• [STORED DATA]
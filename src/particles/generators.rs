//! 预置发射模式：爆炸、烟柱、雨
//!
//! 三者共用同一套流程：创建 Actor → 合并属性 → 随机速度 →
//! `vo = -1/duration`（透明度在寿命结束时恰好降到 0）→
//! 以 `index / (count * rate)` 的错开延迟注册。
//!
//! | 模式 | vx | vy | 重生 | 位置 |
//! |---|---|---|---|---|
//! | 爆炸 | ±speed/2 | ±speed/2 | 1 条命 | 发射器原点 |
//! | 烟柱 | ±speed/2 | -speed ± speed/2 | 无限 | 发射器原点 |
//! | 雨 | 不变 | +speed ± speed/2 | 无限 | x ∈ ±width/2 |

use crate::config::GeneratorDefaults;
use crate::core::error::{ParticleError, ParticleResult};
use crate::particles::emitter::Emitter;
use crate::particles::factory::{ActorFactory, ActorSource, PropertyMap};
use crate::particles::state::ParticleSpec;
use crate::scene::{ActorId, Stage};
use glam::Vec2;
use rand::Rng;

/// 发射模式
#[derive(Debug, Clone, Copy, PartialEq)]
pub enum Pattern {
    /// 径向爆炸，不重生
    Explosion,
    /// 向上的烟柱，无限重生
    Plume,
    /// 沿 x 方向铺开的下落雨滴，无限重生
    Rain { width: f32 },
}

impl Pattern {
    fn lives(&self) -> u32 {
        match self {
            Self::Explosion => 1,
            Self::Plume | Self::Rain { .. } => 0,
        }
    }
}

/// 生成器参数
#[derive(Debug, Clone)]
pub struct GeneratorParams {
    /// 粒子数量
    pub count: u32,
    /// 粒子 Actor 来源
    pub actor: ActorSource,
    /// 寿命（秒）
    pub duration: f32,
    pub speed: f32,
    pub spin_speed: f32,
    /// 发射速率，1.0 表示在 1 秒内发射完所有粒子
    pub rate: f32,
    pub damping: f32,
    /// 雨幕宽度，雨滴的 x 落在 ±width/2 内
    pub width: f32,
    /// 合并到每个粒子上的属性
    pub properties: PropertyMap,
    /// 粒子所在的父节点；`None` 时挂在发射器下
    pub parent: Option<ActorId>,
}

impl GeneratorParams {
    pub fn new(count: u32, actor: impl Into<ActorSource>) -> Self {
        Self::from_config(&GeneratorDefaults::default(), actor).with_count(count)
    }

    pub fn from_config(defaults: &GeneratorDefaults, actor: impl Into<ActorSource>) -> Self {
        Self {
            count: defaults.count,
            actor: actor.into(),
            duration: defaults.duration,
            speed: defaults.speed,
            spin_speed: defaults.spin_speed,
            rate: defaults.rate,
            damping: defaults.damping,
            width: defaults.width,
            properties: PropertyMap::new(),
            parent: None,
        }
    }

    pub fn with_count(mut self, count: u32) -> Self {
        self.count = count;
        self
    }

    pub fn with_duration(mut self, duration: f32) -> Self {
        self.duration = duration;
        self
    }

    pub fn with_speed(mut self, speed: f32) -> Self {
        self.speed = speed;
        self
    }

    pub fn with_spin_speed(mut self, spin_speed: f32) -> Self {
        self.spin_speed = spin_speed;
        self
    }

    pub fn with_rate(mut self, rate: f32) -> Self {
        self.rate = rate;
        self
    }

    pub fn with_damping(mut self, damping: f32) -> Self {
        self.damping = damping;
        self
    }

    pub fn with_width(mut self, width: f32) -> Self {
        self.width = width;
        self
    }

    pub fn with_properties(mut self, properties: PropertyMap) -> Self {
        self.properties = properties;
        self
    }

    /// 把粒子放到另一个节点下（孤儿粒子），它们不会随发射器移动
    pub fn with_parent(mut self, parent: ActorId) -> Self {
        self.parent = Some(parent);
        self
    }

    /// 第 `index` 个粒子的生成延迟
    pub fn spawn_delay(&self, index: u32) -> f32 {
        index as f32 / (self.count as f32 * self.rate)
    }

    pub fn validate(&self) -> ParticleResult<()> {
        if self.count == 0 {
            return Err(invalid("count must be > 0"));
        }
        if !(self.duration.is_finite() && self.duration > 0.0) {
            return Err(invalid("duration must be finite and > 0"));
        }
        if !(self.rate.is_finite() && self.rate > 0.0) {
            return Err(invalid("rate must be finite and > 0"));
        }
        for (name, value) in [
            ("speed", self.speed),
            ("spin_speed", self.spin_speed),
            ("damping", self.damping),
            ("width", self.width),
        ] {
            if !(value.is_finite() && value >= 0.0) {
                return Err(invalid(&format!("{} must be finite and >= 0", name)));
            }
        }
        Ok(())
    }
}

fn invalid(reason: &str) -> ParticleError {
    ParticleError::InvalidGeneratorParams(reason.to_string())
}

/// 在 `[-half, half]` 中均匀取值
fn spread<R: Rng>(rng: &mut R, half: f32) -> f32 {
    rng.gen_range(-half..=half)
}

impl Emitter {
    /// 径向爆炸：速度在 ±speed/2 的方形内随机，每个粒子只活一次
    pub fn generate_explosion<R: Rng>(
        &mut self,
        stage: &mut Stage,
        factory: &ActorFactory,
        params: &GeneratorParams,
        rng: &mut R,
    ) -> ParticleResult<Vec<ActorId>> {
        self.generate(stage, factory, params, Pattern::Explosion, rng)
    }

    /// 向上的烟柱：vy 偏向 -speed，无限重生
    pub fn generate_plume<R: Rng>(
        &mut self,
        stage: &mut Stage,
        factory: &ActorFactory,
        params: &GeneratorParams,
        rng: &mut R,
    ) -> ParticleResult<Vec<ActorId>> {
        self.generate(stage, factory, params, Pattern::Plume, rng)
    }

    /// 下落的雨：x 在 ±params.width/2 内随机，vy 偏向 +speed，无限重生
    pub fn generate_rain<R: Rng>(
        &mut self,
        stage: &mut Stage,
        factory: &ActorFactory,
        params: &GeneratorParams,
        rng: &mut R,
    ) -> ParticleResult<Vec<ActorId>> {
        let pattern = Pattern::Rain {
            width: params.width,
        };
        self.generate(stage, factory, params, pattern, rng)
    }

    /// 按模式批量创建并注册粒子
    ///
    /// 属性中的 `x`/`y` 视为相对发射器原点的偏移。
    pub fn generate<R: Rng>(
        &mut self,
        stage: &mut Stage,
        factory: &ActorFactory,
        params: &GeneratorParams,
        pattern: Pattern,
        rng: &mut R,
    ) -> ParticleResult<Vec<ActorId>> {
        params.validate()?;
        if let Pattern::Rain { width } = pattern {
            if !(width.is_finite() && width >= 0.0) {
                return Err(invalid("width must be finite and >= 0"));
            }
        }
        if !stage.contains(self.id()) {
            return Err(ParticleError::ActorNotFound(self.id()));
        }
        let space = params.parent.unwrap_or(self.id());
        if !stage.contains(space) {
            return Err(ParticleError::ActorNotFound(space));
        }

        // 孤儿粒子的坐标换算依赖最新的变换
        stage.refresh_transforms();

        let half = params.speed / 2.0;
        let half_spin = params.spin_speed / 2.0;
        let mut ids = Vec::with_capacity(params.count as usize);

        for index in 0..params.count {
            let mut actor = factory.create(&params.actor)?;
            let mut spec = ParticleSpec::new(params.duration)
                .with_lives(pattern.lives())
                .with_spawn_delay(params.spawn_delay(index));
            params.properties.apply(&mut actor, &mut spec)?;

            match pattern {
                Pattern::Explosion => {
                    actor.motion.vx = spread(rng, half);
                    actor.motion.vy = spread(rng, half);
                }
                Pattern::Plume => {
                    actor.motion.vx = spread(rng, half);
                    actor.motion.vy = -params.speed + spread(rng, half);
                }
                Pattern::Rain { width } => {
                    actor.x += spread(rng, width / 2.0);
                    actor.motion.vy = params.speed + spread(rng, half);
                }
            }
            actor.motion.vr = spread(rng, half_spin);
            actor.motion.damping = params.damping;
            spec.vo = -1.0 / params.duration;

            let local = actor.position();
            actor.set_position(stage.transform_point(local, Some(self.id()), Some(space)));

            let id = stage.spawn(actor, Some(space))?;
            ids.push(self.add_particle(stage, id, spec)?);
        }

        tracing::debug!(
            target: "particles",
            "{} generated {} particles ({:?})",
            self.id(),
            ids.len(),
            pattern
        );

        Ok(ids)
    }
}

• [EXERCISE DESCRIPTION]
The lines above, starting at the one with "pub fn with_rate(mut" and ending at the one with "pub fn with_properties(mut", are the only ones to return, exactly as written.

• [OUTPUT]
    pub fn with_rate(mut self, rate: f32) -> Self {
        self.rate = rate;
        self
    }

    pub fn with_damping(mut self, damping: f32) -> Self {
        self.damping = damping;
        self
    }

    pub fn with_width(mut self, width: f32) -> Self {
        self.width = width;
        self
    }

    pub fn with_properties(mut self, properties: PropertyMap) -> Self {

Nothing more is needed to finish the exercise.